▶ _Activity_:
Exactly how many lines in this material contain the string "current"? Reply with the number alone.
##### The data #####
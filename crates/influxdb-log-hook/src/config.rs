// Copyright 2025-Present Datadog, Inc. https://www.datadoghq.com/
// SPDX-License-Identifier: Apache-2.0

//! Construction-time configuration.
//!
//! Everything is fixed once the hook is started. Each config can be built
//! in code or read from `INFLUXDB_*` environment variables.

use crate::errors::ConfigError;
use crate::level::Level;
use crate::writer::{BatchPointsConfig, Precision};
use std::env;
use std::time::Duration;

const DEFAULT_FLUSH_INTERVAL: Duration = Duration::from_secs(1);
const DEFAULT_BATCH_SIZE: usize = 100;
const DEFAULT_MAX_FLUSH_ATTEMPTS: u32 = 3;
const DEFAULT_FLUSH_TIMEOUT: Duration = Duration::from_secs(10);
const DEFAULT_URL: &str = "http://localhost:8086";
const DEFAULT_METRIC: &str = "logs";

/// What a producer does when the dispatcher queue is full.
#[derive(Debug, Clone, Copy, Default, PartialEq, Eq)]
pub enum Backpressure {
    /// Wait for the worker to make room. Never loses a point, except on a
    /// current-thread runtime where waiting would starve the worker itself.
    #[default]
    Block,
    /// Refuse the incoming point and count it as dropped.
    DropNewest,
}

impl std::str::FromStr for Backpressure {
    type Err = ConfigError;

    fn from_str(s: &str) -> Result<Self, Self::Err> {
        match s.trim().to_lowercase().as_str() {
            "block" => Ok(Backpressure::Block),
            "drop" | "drop_newest" => Ok(Backpressure::DropNewest),
            other => Err(ConfigError::Invalid(format!(
                "Invalid backpressure policy '{other}'. Must be one of: block, drop"
            ))),
        }
    }
}

/// Batch dispatcher settings.
#[derive(Debug, Clone, PartialEq)]
pub struct DispatcherConfig {
    /// Period of the time-based flush trigger.
    pub flush_interval: Duration,
    /// Pending-batch length that triggers a size-based flush.
    pub batch_size: usize,
    /// Queue capacity, `batch_size` when unset. Never above `batch_size`.
    pub queue_capacity: Option<usize>,
    pub backpressure: Backpressure,
    /// Consecutive failed flushes after which the pending batch is dropped.
    pub max_flush_attempts: u32,
    /// Upper bound on a single backing-store write.
    pub flush_timeout: Duration,
}

impl Default for DispatcherConfig {
    fn default() -> Self {
        Self {
            flush_interval: DEFAULT_FLUSH_INTERVAL,
            batch_size: DEFAULT_BATCH_SIZE,
            queue_capacity: None,
            backpressure: Backpressure::default(),
            max_flush_attempts: DEFAULT_MAX_FLUSH_ATTEMPTS,
            flush_timeout: DEFAULT_FLUSH_TIMEOUT,
        }
    }
}
// Copyright 2025-Present Datadog, Inc. https://www.datadoghq.com/
// SPDX-License-Identifier: Apache-2.0

use crate::config::HookConfig;
use crate::dispatcher::{DispatcherHandle, DispatcherService, DispatcherTask, FlushFailure};
use crate::entry::LogEntry;
use crate::errors::{ConfigError, HookError};
use crate::level::{resolve_levels, Level};
use crate::point_builder::PointBuilder;
use crate::writer::PointWriter;
use tokio::sync::mpsc;

/// A sink invoked by the host logging facility for every log record.
pub trait Hook: Send + Sync {
    /// Severities this hook wants to receive. Records of any other
    /// severity are never handed to [`Hook::fire`].
    fn levels(&self) -> &[Level];

    /// Handles one record. Must not block on I/O.
    fn fire(&self, entry: &LogEntry) -> Result<(), HookError>;
}

impl<H: Hook + ?Sized> Hook for std::sync::Arc<H> {
    fn levels(&self) -> &[Level] {
        (**self).levels()
    }

    fn fire(&self, entry: &LogEntry) -> Result<(), HookError> {
        (**self).fire(entry)
    }
}

/// Forwards log records to InfluxDB through a batch dispatcher.
#[derive(Debug, Clone)]
pub struct InfluxDbHook {
    builder: PointBuilder,
    levels: Vec<Level>,
    dispatcher: DispatcherHandle,
}

impl InfluxDbHook {
    /// Validates `config` and starts the dispatcher worker on the current
    /// tokio runtime.
    ///
    /// The returned task flushes whatever is still pending when shut down.
    pub fn start<W: PointWriter + 'static>(
        config: HookConfig,
        writer: W,
    ) -> Result<(Self, DispatcherTask), ConfigError> {
        let (hook, service) = Self::new(config, writer)?;
        Ok((hook, service.spawn()))
    }

    /// Like [`InfluxDbHook::start`], also returning a channel of flush failures.
    pub fn start_with_failures<W: PointWriter + 'static>(
        config: HookConfig,
        writer: W,
    ) -> Result<(Self, DispatcherTask, mpsc::UnboundedReceiver<FlushFailure>), ConfigError> {
        let (hook, mut service) = Self::new(config, writer)?;
        let failures = service.subscribe_failures();
        Ok((hook, service.spawn(), failures))
    }

    /// Builds the hook and its dispatcher without starting the worker.
    pub fn new<W: PointWriter + 'static>(
        config: HookConfig,
        writer: W,
    ) -> Result<(Self, DispatcherService<W>), ConfigError> {
        config.validate()?;

        let HookConfig {
            metric,
            tag_fields,
            levels,
            batch,
            dispatcher,
        } = config;

        let (service, handle) = DispatcherService::new(dispatcher, batch, writer)?;
        let hook = Self {
            builder: PointBuilder::new(metric, tag_fields),
            levels: resolve_levels(&levels),
            dispatcher: handle,
        };
        Ok((hook, service))
    }

    #[must_use]
    pub fn dispatcher(&self) -> &DispatcherHandle {
        &self.dispatcher
    }
}

impl Hook for InfluxDbHook {
    fn levels(&self) -> &[Level] {
        &self.levels
    }

    fn fire(&self, entry: &LogEntry) -> Result<(), HookError> {
        let point = self.builder.build(entry)?;
        self.dispatcher.submit(point)?;
        Ok(())
    }
}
#####
▶ _Task output_:
2